Impact Alaska Handicrafts

From the Philippines to AK: Impact Alaska Handicrafts

Six years ago, Julio Pamintuan’s daughter asked him if he would like to come to America and without hesitation, he responded that he would. At the time the idea was just a dream and his life in the Philippines was a good one. He had a stable business and was working to grow.

Over the next year, Julio’s daughter was able to help him come to America and he felt conflict over the thought of leaving his life and his business to make a new life in the US. Over the next year, Julio’s daughter was able to help him come to America and he felt conflict over the thought of leaving his life and his business to make a new life in the US. His business was doing very well and it would be hard to leave it to pursue a new adventure in the last frontier. Around this time, his son reached out to see about working in the company. He was quickly followed by Julio’s other children looking to step up and take their role in the family business. This provided the exit that Julio needed to pursue the American Dream.

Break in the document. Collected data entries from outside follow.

//! HTTP API Route Definitions

use axum::{
    routing::{delete, get, post},
    Router,
};
use tower_http::trace::TraceLayer;

use super::handlers::{self, AppState};

/// Create the API router with all routes
pub fn create_router(app_state: AppState) -> Router {
    let api_v1 = Router::new()
        .route("/health", get(handlers::health))
        .route("/status", get(handlers::status))
        .route("/log/ingest", post(handlers::ingest))
        .route("/log/search", post(handlers::search))
        .route("/log/delete", delete(handlers::delete_expired))
        .with_state(app_state);

    Router::new()
        .nest("/api/v1", api_v1)
        .layer(TraceLayer::new_for_http())
}

#[cfg(test)]
mod tests {
    use super::*;
    use std::sync::Arc;

    use axum::body::Body;
    use axum::http::{Request, StatusCode};
    use http_body_util::BodyExt;
    use tempfile::TempDir;
    use tower::ServiceExt;

    use crate::config::IndexConfig;
    use crate::daemon::http::types::{DeleteResponse, StatusResponse};
    use crate::daemon::processor::LogProcessor;
    use crate::index::IndexLifecycleManager;
    use crate::query::SearchFederation;
    use crate::queue::{ChannelQueue, Queue};
    use crate::types::{LogRecord, SearchResults};

    async fn state(dir: &TempDir) -> (AppState, Arc<ChannelQueue>) {
        let config = IndexConfig {
            base_prefix: dir.path().join("index"),
            retry_delay_ms: 10,
            ..Default::default()
        };
        let ilm = IndexLifecycleManager::open(config).await.unwrap();
        let queue = Arc::new(ChannelQueue::new(16));
        let processor = Arc::new(LogProcessor::new(queue.clone(), ilm.clone(), 4));
        let state = AppState {
            queue: queue.clone(),
            search: SearchFederation::new(ilm.clone()),
            ilm,
            processor,
        };
        (state, queue)
    }

    async fn body_bytes(response: axum::response::Response) -> Vec<u8> {
        response.into_body().collect().await.unwrap().to_bytes().to_vec()
    }

    #[tokio::test]
    async fn test_health() {
        let temp_dir = TempDir::new().unwrap();
        let (state, _) = state(&temp_dir).await;
        let response = create_router(state)
            .oneshot(Request::get("/api/v1/health").body(Body::empty()).unwrap())
            .await
            .unwrap();
        assert_eq!(response.status(), StatusCode::OK);
    }

    #[tokio::test]
    async fn test_ingest_enqueues_and_answers_ok() {
        let temp_dir = TempDir::new().unwrap();
        let (state, queue) = state(&temp_dir).await;

        let body = r#"{"timestamp":"2024-01-01T10:30:00Z","level":"INFO","message":"boot"}"#;
        let response = create_router(state)
            .oneshot(
                Request::post("/api/v1/log/ingest")
                    .header("content-type", "application/json")
                    .body(Body::from(body))
                    .unwrap(),
            )
            .await
            .unwrap();

        assert_eq!(response.status(), StatusCode::OK);
        assert_eq!(body_bytes(response).await, b"OK");
        assert_eq!(queue.dequeue().await.unwrap().record.message, "boot");
    }

    #[tokio::test]
    async fn test_malformed_ingest_is_still_ok() {
        let temp_dir = TempDir::new().unwrap();
        let (state, queue) = state(&temp_dir).await;

        let response = create_router(state)
            .oneshot(Request::post("/api/v1/log/ingest").body(Body::from("{not json")).unwrap())
            .await
            .unwrap();

        assert_eq!(response.status(), StatusCode::OK);
        assert_eq!(queue.dequeue().await.unwrap().record, LogRecord::default());
    }

    #[tokio::test]
    async fn test_search_returns_results_json() {
        let temp_dir = TempDir::new().unwrap();
        let (state, _) = state(&temp_dir).await;
        state
            .ilm
            .index_with_retry(&LogRecord::new(chrono::Utc::now(), "INFO", "boot"))
            .await;

        let response = create_router(state)
            .oneshot(
                Request::post("/api/v1/log/search")
                    .body(Body::from(r#"{"query":"boot"}"#))
                    .unwrap(),
            )
            .await
            .unwrap();

        assert_eq!(response.status(), StatusCode::OK);
        let results: SearchResults = serde_json::from_slice(&body_bytes(response).await).unwrap();
        assert_eq!(results.total_hits, 1);
        assert_eq!(results.hits[0].fields.message, "boot");
    }

    #[tokio::test]
    async fn test_oversized_search_size_is_clamped() {
        let temp_dir = TempDir::new().unwrap();
        let (state, _) = state(&temp_dir).await;
        let now = chrono::Utc::now();
        for n in 0..3 {
            let record = LogRecord::new(now + chrono::Duration::milliseconds(n), "INFO", "boot");
            state.ilm.index_with_retry(&record).await;
        }

        let response = create_router(state)
            .oneshot(
                Request::post("/api/v1/log/search")
                    .body(Body::from(r#"{"query":"boot","size":4000000000}"#))
                    .unwrap(),
            )
            .await
            .unwrap();

        assert_eq!(response.status(), StatusCode::OK);
        let results: SearchResults = serde_json::from_slice(&body_bytes(response).await).unwrap();
        assert_eq!(results.total_hits, 3);
        assert_eq!(results.hits.len(), 3);
    }

    #[tokio::test]
    async fn test_invalid_query_is_500_plain_text() {
        let temp_dir = TempDir::new().unwrap();
        let (state, _) = state(&temp_dir).await;

        let response = create_router(state)
            .oneshot(
                Request::post("/api/v1/log/search")
                    .body(Body::from(r#"{"query":"message:("}"#))
                    .unwrap(),
            )
            .await
            .unwrap();

        assert_eq!(response.status(), StatusCode::INTERNAL_SERVER_ERROR);
        let text = String::from_utf8(body_bytes(response).await).unwrap();
        assert!(text.starts_with("search failed"));
    }

    #[tokio::test]
    async fn test_delete_reports_count() {
        let temp_dir = TempDir::new().unwrap();
        let (state, _) = state(&temp_dir).await;
        let ancient = chrono::Utc::now() - chrono::Duration::days(60);
        state
            .ilm
            .index_with_retry(&LogRecord::new(ancient, "INFO", "ancient"))
            .await;

        let response = create_router(state)
            .oneshot(Request::delete("/api/v1/log/delete").body(Body::empty()).unwrap())
            .await
            .unwrap();

        assert_eq!(response.status(), StatusCode::OK);
        let body: DeleteResponse = serde_json::from_slice(&body_bytes(response).await).unwrap();
        assert_eq!(body.deleted, 1);
    }

    #[tokio::test]
    async fn test_status_lists_active_shard() {
        let temp_dir = TempDir::new().unwrap();
        let (state, _) = state(&temp_dir).await;

        let response = create_router(state)
            .oneshot(Request::get("/api/v1/status").body(Body::empty()).unwrap())
            .await
            .unwrap();

        let status: StatusResponse = serde_json::from_slice(&body_bytes(response).await).unwrap();
        assert!(status.active_shard.is_some());
        assert_eq!(status.shards.len(), 1);
    }
}
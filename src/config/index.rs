//! Index lifecycle configuration

use serde::{Deserialize, Serialize};
use std::path::PathBuf;
use std::time::Duration;

/// Longest accepted retention window (100 years)
pub const MAX_RETENTION_HOURS: u64 = 100 * 365 * 24;

/// Hour-sharded index configuration
#[derive(Debug, Clone, Serialize, Deserialize)]
pub struct IndexConfig {
    /// Path prefix for shard directories (`<prefix>-YYYY-MM-DD-HH.log`)
    #[serde(default = "default_base_prefix")]
    pub base_prefix: PathBuf,
    /// Shards older than this many hours are evicted by the retention sweep
    #[serde(default = "default_retention_hours")]
    pub retention_hours: u64,
    /// Upper bound on a single shard open before it is reported busy
    #[serde(default = "default_open_timeout_secs")]
    pub open_timeout_secs: u64,
    /// Indexing attempts per record before it is dropped
    #[serde(default = "default_retry_attempts")]
    pub retry_attempts: u32,
    /// Fixed delay between indexing attempts
    #[serde(default = "default_retry_delay_ms")]
    pub retry_delay_ms: u64,
}

fn default_base_prefix() -> PathBuf {
    PathBuf::from("index-storage/index")
}

fn default_retention_hours() -> u64 {
    12 * 24
}

fn default_open_timeout_secs() -> u64 {
    5
}

fn default_retry_attempts() -> u32 {
    3
}

fn default_retry_delay_ms() -> u64 {
    5_000
}

impl Default for IndexConfig {
    fn default() -> Self {
        Self {
            base_prefix: default_base_prefix(),
            retention_hours: default_retention_hours(),
            open_timeout_secs: default_open_timeout_secs(),
            retry_attempts: default_retry_attempts(),
            retry_delay_ms: default_retry_delay_ms(),
        }
    }
}

impl IndexConfig {
    /// Retention window, saturating at [`MAX_RETENTION_HOURS`]
    pub fn retention(&self) -> chrono::Duration {
        let hours = self.retention_hours.min(MAX_RETENTION_HOURS) as i64;
        chrono::Duration::hours(hours)
    }

    pub fn open_timeout(&self) -> Duration {
        Duration::from_secs(self.open_timeout_secs)
    }

    pub fn retry_delay(&self) -> Duration {
        Duration::from_millis(self.retry_delay_ms)
    }
}
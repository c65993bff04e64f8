//! Common test utilities and fixtures

// Test utilities may not all be used in every test
#![allow(dead_code)]

use std::sync::Arc;

use async_trait::async_trait;
use axum::{
    body::{to_bytes, Body},
    http::{Request, Response, StatusCode},
    Router,
};
use serde_json::Value;
use tower::ServiceExt;

use lotkeeper_backend::api::{self, AppState};
use lotkeeper_backend::auth::TokenTableAuth;
use lotkeeper_backend::config::Settings;
use lotkeeper_backend::models::{
    CreateCustomerRequest, CreateInvoiceRequest, CreateVehicleRequest, Customer, Invoice,
    UpdateCustomerRequest, UpdateInvoiceRequest, UpdateVehicleRequest, Vehicle, VehicleFilter,
};
use lotkeeper_backend::service::memory::InMemoryDealership;
use lotkeeper_backend::service::{
    DealershipService, PageOf, ServiceError, ServiceResult,
};

pub const ADMIN_TOKEN: &str = "admin-token";
pub const MANAGER_TOKEN: &str = "manager-token";
pub const CLERK_TOKEN: &str = "clerk-token";
pub const VIEWER_TOKEN: &str = "viewer-token";

/// Build an app backed by the in-memory service and the test token table.
pub fn app() -> Router {
    let settings = Settings::load_for_testing();
    let state = AppState::new(
        Arc::new(InMemoryDealership::new()),
        Arc::new(TokenTableAuth::from_settings(&settings)),
        settings,
    );
    api::router(state)
}

/// Build an app whose service fails every call with a credential-laden
/// internal error, for exercising the 500 sanitization path.
pub fn failing_app() -> Router {
    let settings = Settings::load_for_testing();
    let state = AppState::new(
        Arc::new(FailingService),
        Arc::new(TokenTableAuth::from_settings(&settings)),
        settings,
    );
    api::router(state)
}

/// Service stub where every operation reports an infrastructure fault
/// containing things that must never reach a client.
pub struct FailingService;

impl FailingService {
    fn error<T>() -> ServiceResult<T> {
        Err(ServiceError::Internal(
            r#"Database error: connection string "user:password@host" failed"#.to_string(),
        ))
    }
}

#[async_trait]
impl DealershipService for FailingService {
    async fn list_vehicles(
        &self,
        _filter: &VehicleFilter,
        _page: i64,
        _limit: i64,
    ) -> ServiceResult<PageOf<Vehicle>> {
        Self::error()
    }
    async fn create_vehicle(&self, _request: CreateVehicleRequest) -> ServiceResult<Vehicle> {
        Self::error()
    }
    async fn get_vehicle(&self, _id: &str) -> ServiceResult<Vehicle> {
        Self::error()
    }
    async fn update_vehicle(
        &self,
        _id: &str,
        _request: UpdateVehicleRequest,
    ) -> ServiceResult<Vehicle> {
        Self::error()
    }
    async fn delete_vehicle(&self, _id: &str) -> ServiceResult<()> {
        Self::error()
    }

    async fn list_invoices(&self, _page: i64, _limit: i64) -> ServiceResult<PageOf<Invoice>> {
        Self::error()
    }
    async fn create_invoice(&self, _request: CreateInvoiceRequest) -> ServiceResult<Invoice> {
        Self::error()
    }
    async fn get_invoice(&self, _id: &str) -> ServiceResult<Invoice> {
        Self::error()
    }
    async fn update_invoice(
        &self,
        _id: &str,
        _request: UpdateInvoiceRequest,
    ) -> ServiceResult<Invoice> {
        Self::error()
    }
    async fn delete_invoice(&self, _id: &str) -> ServiceResult<()> {
        Self::error()
    }

    async fn list_customers(&self, _page: i64, _limit: i64) -> ServiceResult<PageOf<Customer>> {
        Self::error()
    }
    async fn create_customer(&self, _request: CreateCustomerRequest) -> ServiceResult<Customer> {
        Self::error()
    }
    async fn get_customer(&self, _id: &str) -> ServiceResult<Customer> {
        Self::error()
    }
    async fn update_customer(
        &self,
        _id: &str,
        _request: UpdateCustomerRequest,
    ) -> ServiceResult<Customer> {
        Self::error()
    }
    async fn delete_customer(&self, _id: &str) -> ServiceResult<()> {
        Self::error()
    }
}

/// Send one request through the router. `token` adds a bearer header,
/// `body` is serialized as JSON.
pub async fn send(
    app: &Router,
    method: &str,
    uri: &str,
    token: Option<&str>,
    body: Option<Value>,
) -> Response<Body> {
    let raw = body.map(|v| v.to_string());
    send_raw(app, method, uri, token, raw).await
}

/// Like `send` but with a raw body string, for malformed-payload tests.
pub async fn send_raw(
    app: &Router,
    method: &str,
    uri: &str,
    token: Option<&str>,
    body: Option<String>,
) -> Response<Body> {
    let mut builder = Request::builder()
        .method(method)
        .uri(uri)
        .header("content-type", "application/json");
    if let Some(token) = token {
        builder = builder.header("authorization", format!("Bearer {}", token));
    }

    let request = builder
        .body(body.map(Body::from).unwrap_or_else(Body::empty))
        .expect("failed to build request");

    app.clone()
        .oneshot(request)
        .await
        .expect("request should not fail at the transport level")
}

/// Read and parse a JSON response body.
pub async fn body_json(response: Response<Body>) -> Value {
    let bytes = to_bytes(response.into_body(), usize::MAX)
        .await
        .expect("failed to read body");
    serde_json::from_slice(&bytes).expect("body should be JSON")
}

/// Assert status and return the parsed body.
pub async fn expect_status(response: Response<Body>, status: StatusCode) -> Value {
    assert_eq!(response.status(), status, "unexpected status");
    body_json(response).await
}

/// Test fixtures for creating request payloads
pub mod fixtures {
    use serde_json::{json, Value};

    pub fn vehicle(vin: &str) -> Value {
        json!({
            "vin": vin,
            "year": 2021,
            "make": "Honda",
            "model": "Accord",
            "auction_house": "Copart",
            "purchase_price": 15000.0,
            "currency": "AED",
            "is_public": true
        })
    }

    pub fn customer(name: &str) -> Value {
        json!({
            "full_name": name,
            "email": format!("{}@example.com", name.to_lowercase().replace(' ', ".")),
            "phone": "+971 50 123 4567",
            "preferred_language": "en"
        })
    }

    pub fn invoice(customer_id: &str) -> Value {
        json!({
            "customer_id": customer_id,
            "line_items": [
                {"description": "Detailing", "quantity": 2.0, "unit_price": 500.0, "total": 1000.0}
            ],
            "subtotal": 1000.0,
            "vat_rate": 5.0,
            "vat_amount": 50.0,
            "total_amount": 1050.0,
            "currency": "AED",
            "due_date": "2026-09-30"
        })
    }
}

Julio began to divide up the company’s responsibilities and begin delegating to the overall operation. While his children run the day-to-day operations, Julio still works as a consultant. Since handing over the business to the kids, it has grown from 40 employees to 120 with a factory covering more than 10,000 square meters.

After arriving in Alaska, Julio immersed himself in learning to understand the local tourism industry and exploring downtown Anchorage. He further explored souvenir shops to learn what products sold well and what brought tourists to Alaska. His research led to learning about the Anchorage Downtown Market and Festivals and from this, his entrepreneurial spirit was sparked again.

He focused on local seminars and workshops that would help guide him with his ideas and experience. Julio attended a 2-day seminar on JBER called Boots to Business where he learned how to be vendor, which led him to the Alaska Small Business Development Center (SBDC) in Anchorage. There, he worked with a former business advisor, Andre Horton and a comment that inspired him from their meeting was, “your success is our success.” He was inspired to keep working on his dream.

He hit the ground running with Anchorage Business Advisor,  Allan Carraway and began to work on his business plan, sales strategy, and financials. This groundwork and ability to check-in with a business advisor on his questions helped him keep the momentum moving. Before long, Julio created Impact Alaska Handicrafts focusing on woodcrafting, signage, and decorative items, which he will be launching on April 27, 2019, at the Spring Market at JBER. Readers will also be able to connect with Julio at upcoming Anchorage Markets May-September of this year.


“Moving in a new direction, SBDC is pushing me on a successful journey. Thank you for all the support, for helping someone that had a dream.”